▶ **WORK ITEM**
Transcribe, word for word and without additions, each line below from the one containing "pub fn new(kernel_stack_top: u64)" through the one containing "pub fn as_bytes(&self)", both ends included.

==*==

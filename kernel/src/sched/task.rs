//! Task Management
//!
//! The task record and the resources it owns. Everything a task owns is
//! released by dropping it: the kernel stack returns to its heap, and a
//! user task unmaps its stack and TSS pages before its address space goes.

use alloc::boxed::Box;
use alloc::sync::Arc;
use core::fmt;
use core::mem::size_of;
use core::ptr::NonNull;

use x86_64::structures::tss::TaskStateSegment;
use x86_64::VirtAddr;

use crate::arch::x86_64::context::{CpuContext, CALLEE_SAVED_REGISTERS};
use crate::error::{KernelError, KernelResult, Resource};
use crate::ipc::Mailbox;
use crate::traits::{AddressSpace, EntryPoints, Heap};

/// Task identifier type
pub type TaskId = usize;

/// Task state enumeration
#[derive(Debug, Clone, Copy, PartialEq, Eq)]
pub enum TaskState {
    /// In the ready queue, waiting for its turn
    Ready,
    /// The core's current task
    Running,
    /// In the blocked queue until its wake time
    Sleeping,
    /// In the blocked queue until a message arrives
    Blocked,
    /// In the delete queue, waiting for the cleanup task
    Exited,
}

/// Placement priority; only the Director looks at it
#[derive(Debug, Clone, Copy, PartialEq, Eq, PartialOrd, Ord)]
pub enum Priority {
    Idle,
    Other,
    Io,
    Ui,
    Input,
    Irq,
}

impl Priority {
    /// Contribution of one task at this priority to its core's score
    pub const fn weight(self) -> u32 {
        match self {
            Priority::Irq => 32,
            Priority::Input => 16,
            Priority::Ui => 8,
            Priority::Io => 4,
            Priority::Other => 2,
            Priority::Idle => 0,
        }
    }
}

/// Why the current task leaves the ready queue
#[derive(Debug, Clone, Copy, PartialEq, Eq)]
pub enum BlockReason {
    /// Sleep for this many milliseconds
    Sleep(u64),
    /// Wait for mail. With `since`, only a delivery that moves the mailbox's
    /// send counter past it wakes the task.
    WaitingForMessage { since: Option<u64> },
}

pub const STACK_ALIGN: usize = 16;

/// Kernel stack memory owned by one task
pub struct KernelStack {
    base: NonNull<u8>,
    size: usize,
    heap: Arc<dyn Heap>,
}

// SAFETY: the stack memory is exclusively owned by this value.
unsafe impl Send for KernelStack {}

impl KernelStack {
    pub fn allocate(heap: Arc<dyn Heap>, size: usize) -> KernelResult<Self> {
        let size = (size + STACK_ALIGN - 1) & !(STACK_ALIGN - 1);
        let base = heap
            .aligned_allocate(STACK_ALIGN, size)
            .ok_or(KernelError::AllocationFailed(Resource::KernelStack))?;
        Ok(Self { base, size, heap })
    }

    pub fn top(&self) -> u64 {
        self.base.as_ptr() as u64 + self.size as u64
    }

    pub fn size(&self) -> usize {
        self.size
    }

    /// Lay out the frame the first switch into this task resumes from
    ///
    /// From the top down: `task_finished` (the return address of the entry
    /// function), `extras` with `extras[0]` lowest, the entry address,
    /// `task_start`, and zeroed callee-saved registers. Returns the
    /// initial stack pointer.
    pub fn write_initial_frame(
        &mut self,
        entries: &EntryPoints,
        entry: u64,
        extras: &[u64],
    ) -> KernelResult<u64> {
        let slots = 3 + extras.len() + CALLEE_SAVED_REGISTERS;
        if slots * size_of::<u64>() > self.size {
            return Err(KernelError::AllocationFailed(Resource::KernelStack));
        }

        let mut rsp = self.top() as *mut u64;
        let mut push = |value: u64| {
            // SAFETY: the slot count was checked against the stack size and
            // the top is 16-byte aligned.
            unsafe {
                rsp = rsp.sub(1);
                rsp.write(value);
            }
        };
        push(entries.task_finished);
        for value in extras.iter().rev() {
            push(*value);
        }
        push(entry);
        push(entries.task_start);
        for _ in 0..CALLEE_SAVED_REGISTERS {
            push(0);
        }
        Ok(rsp as u64)
    }
}

impl Drop for KernelStack {
    fn drop(&mut self) {
        // SAFETY: allocated by this heap with this alignment and size.
        unsafe { self.heap.free(self.base, STACK_ALIGN, self.size) };
    }
}

/// One bit per I/O port plus the terminating 0xFF byte, padded so the
/// record has no padding bytes
pub const IO_BITMAP_BYTES: usize = 65536 / 8 + 4;

/// TSS snapshot copied into a user task's address space
#[repr(C)]
pub struct TaskStateRecord {
    pub tss: TaskStateSegment,
    pub io_bitmap: [u8; IO_BITMAP_BYTES],
}

impl TaskStateRecord {
    /// TSS whose ring-0 stack is `kernel_stack_top` and whose bitmap denies
    /// every port
    pub fn new(kernel_stack_top: u64) -> Box<Self> {
        let mut tss = TaskStateSegment::new();
        let mut stacks = tss.privilege_stack_table;
        stacks[0] = VirtAddr::new_truncate(kernel_stack_top);
        tss.privilege_stack_table = stacks;
        tss.iomap_base = size_of::<TaskStateSegment>() as u16;
        Box::new(Self {
            tss,
            io_bitmap: [0xFF; IO_BITMAP_BYTES],
        })
    }

    pub fn as_bytes(&self) -> &[u8] {
        // SAFETY: repr(C) over plain integer data with no padding.
        unsafe {
            core::slice::from_raw_parts(self as *const Self as *const u8, size_of::<Self>())
        }
    }
}

/// Mapping owned by a user task inside its address space
#[derive(Debug, Clone, Copy, PartialEq, Eq)]
pub struct Mapping {
    pub base: VirtAddr,
    pub pages: usize,
}

/// Ring-3 side of a user task
pub struct UserImage {
    pub address_space: Arc<dyn AddressSpace>,
    pub stack: Option<Mapping>,
    pub tss_mapping: Option<Mapping>,
    pub tss: Option<Box<TaskStateRecord>>,
    /// NUL-terminated executable path, readable from ring 3
    pub args: Option<Mapping>,
}

impl UserImage {
    pub fn new(address_space: Arc<dyn AddressSpace>) -> Self {
        Self {
            address_space,
            stack: None,
            tss_mapping: None,
            tss: None,
            args: None,
        }
    }
}

impl Drop for UserImage {
    fn drop(&mut self) {
        for mapping in [self.stack.take(), self.tss_mapping.take(), self.args.take()].into_iter().flatten() {
            self.address_space.free_pages(mapping.base, mapping.pages);
        }
    }
}

/// Task Control Block (TCB)
pub struct Task {
    /// Unique task identifier
    pub id: TaskId,

    /// Human-readable task name
    pub name: &'static str,

    pub state: TaskState,

    pub priority: Priority,

    /// Absolute core time (ms) at which a sleeping task becomes runnable
    pub wake_time: u64,

    /// Core that last scheduled this task
    pub last_core: Option<usize>,

    /// Send counter snapshot for a filtered message wait
    pub wait_since: Option<u64>,

    pub context: CpuContext,

    pub mailbox: Mailbox,

    pub address_space: Arc<dyn AddressSpace>,

    pub heap: Arc<dyn Heap>,

    /// Present for user tasks only
    pub user: Option<UserImage>,

    kernel_stack: KernelStack,
}

impl Task {
    pub fn new(
        id: TaskId,
        name: &'static str,
        priority: Priority,
        kernel_stack: KernelStack,
        initial_rsp: u64,
        mailbox: Mailbox,
        address_space: Arc<dyn AddressSpace>,
        heap: Arc<dyn Heap>,
    ) -> Self {
        Self {
            id,
            name,
            state: TaskState::Ready,
            priority,
            wake_time: 0,
            last_core: None,
            wait_since: None,
            context: CpuContext::with_stack(initial_rsp),
            mailbox,
            address_space,
            heap,
            user: None,
            kernel_stack,
        }
    }

    pub fn is_user(&self) -> bool {
        self.user.is_some()
    }

    /// Stack the CPU switches to on a ring 3 to ring 0 transition
    pub fn kernel_stack_top(&self) -> u64 {
        self.kernel_stack.top()
    }

    pub fn kernel_stack(&self) -> &KernelStack {
        &self.kernel_stack
    }

    /// Whether a blocked task's wait condition now holds at `elapsed_ms`
    pub fn is_wakeable(&self, elapsed_ms: u64) -> bool {
        match self.state {
            TaskState::Sleeping => self.wake_time <= elapsed_ms,
            TaskState::Blocked => match self.wait_since {
                Some(since) => self.mailbox.sends_completed() > since,
                None => self.mailbox.has_unread_messages(),
            },
            _ => false,
        }
    }
}

impl fmt::Debug for Task {
    fn fmt(&self, f: &mut fmt::Formatter) -> fmt::Result {
        f.debug_struct("Task")
            .field("id", &self.id)
            .field("name", &self.name)
            .field("state", &self.state)
            .field("priority", &self.priority)
            .field("wake_time", &self.wake_time)
            .field("user", &self.is_user())
            .finish()
    }
}

#[cfg(test)]
mod tests {
    use super::*;
    use crate::traits::GlobalHeap;

    fn entries() -> EntryPoints {
        EntryPoints {
            task_start: 0x1000,
            task_finished: 0x2000,
            user_launch: 0x3000,
            idle_loop: 0x4000,
            cleanup_loop: 0x5000,
        }
    }

    fn slots(rsp: u64, count: usize) -> alloc::vec::Vec<u64> {
        (0..count)
            .map(|i| unsafe { *(rsp as *const u64).add(i) })
            .collect()
    }

    #[test]
    fn test_priority_order_and_weights() {
        assert!(Priority::Irq > Priority::Input);
        assert!(Priority::Input > Priority::Ui);
        assert!(Priority::Ui > Priority::Io);
        assert!(Priority::Io > Priority::Other);
        assert!(Priority::Other > Priority::Idle);
        assert_eq!(Priority::Idle.weight(), 0);
        assert!(Priority::Irq.weight() > Priority::Input.weight());
    }

    #[test]
    fn test_kernel_frame_layout() {
        let mut stack = KernelStack::allocate(Arc::new(GlobalHeap), 4096).unwrap();
        let top = stack.top();
        assert_eq!(top % 16, 0);
        let rsp = stack.write_initial_frame(&entries(), 0xABCD, &[]).unwrap();
        assert_eq!(rsp, top - 9 * 8);
        assert_eq!(
            slots(rsp, 9),
            [0, 0, 0, 0, 0, 0, 0x1000, 0xABCD, 0x2000]
        );
    }

    #[test]
    fn test_entry_sees_abi_aligned_stack() {
        let mut stack = KernelStack::allocate(Arc::new(GlobalHeap), 4096).unwrap();
        let rsp = stack.write_initial_frame(&entries(), 0xABCD, &[]).unwrap();
        // After the six pops, the ret and task_start's pop
        let at_entry = rsp + (CALLEE_SAVED_REGISTERS as u64 + 2) * 8;
        assert_eq!(at_entry % 16, 8);
    }

    #[test]
    fn test_extras_sit_between_entry_and_finish() {
        let mut stack = KernelStack::allocate(Arc::new(GlobalHeap), 4096).unwrap();
        let rsp = stack
            .write_initial_frame(&entries(), 0x3000, &[11, 22, 33, 44])
            .unwrap();
        assert_eq!(
            slots(rsp + 6 * 8, 7),
            [0x1000, 0x3000, 11, 22, 33, 44, 0x2000]
        );
    }

    #[test]
    fn test_frame_must_fit_stack() {
        let mut stack = KernelStack::allocate(Arc::new(GlobalHeap), 64).unwrap();
        assert_eq!(
            stack.write_initial_frame(&entries(), 1, &[]),
            Err(KernelError::AllocationFailed(Resource::KernelStack))
        );
    }

    #[test]
    fn test_tss_record_denies_all_ports() {
        let record = TaskStateRecord::new(0xFFFF_8000_0001_0000);
        let stacks = { record.tss.privilege_stack_table };
        assert_eq!(stacks[0].as_u64(), 0xFFFF_8000_0001_0000);
        let iomap_base = { record.tss.iomap_base };
        assert_eq!(iomap_base as usize, size_of::<TaskStateSegment>());
        assert!(record.io_bitmap.iter().all(|byte| *byte == 0xFF));
        assert_eq!(record.as_bytes().len(), size_of::<TaskStateSegment>() + IO_BITMAP_BYTES);
    }
}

==*==

▶ **OUTPUT FOR THIS TASK**
    pub fn new(kernel_stack_top: u64) -> Box<Self> {
        let mut tss = TaskStateSegment::new();
        let mut stacks = tss.privilege_stack_table;
        stacks[0] = VirtAddr::new_truncate(kernel_stack_top);
        tss.privilege_stack_table = stacks;
        tss.iomap_base = size_of::<TaskStateSegment>() as u16;
        Box::new(Self {
            tss,
            io_bitmap: [0xFF; IO_BITMAP_BYTES],
        })
    }

    pub fn as_bytes(&self) -> &[u8] {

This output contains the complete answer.